• [Exercise objective]: Output should begin at the line holding "pub mod session;" and end at the last line of the entries; print those lines verbatim and no others.

◆ ◆ ◆

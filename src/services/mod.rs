//! Domain services used by the HTTP routes.
//!
//! ARCHITECTURE
//! ============
//! Service modules own business logic and SQL so route handlers can stay
//! focused on protocol translation and auth plumbing. Every user-facing
//! operation records its outcome through `activity`.

pub mod activity;
pub mod analytics;
pub mod auth;
pub mod email_auth;
pub mod note;
pub mod profile;
pub mod session;
pub mod transaction;
pub mod transfer;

◆ ◆ ◆

• [Result for this exercise]:
pub mod session;
pub mod transaction;
pub mod transfer;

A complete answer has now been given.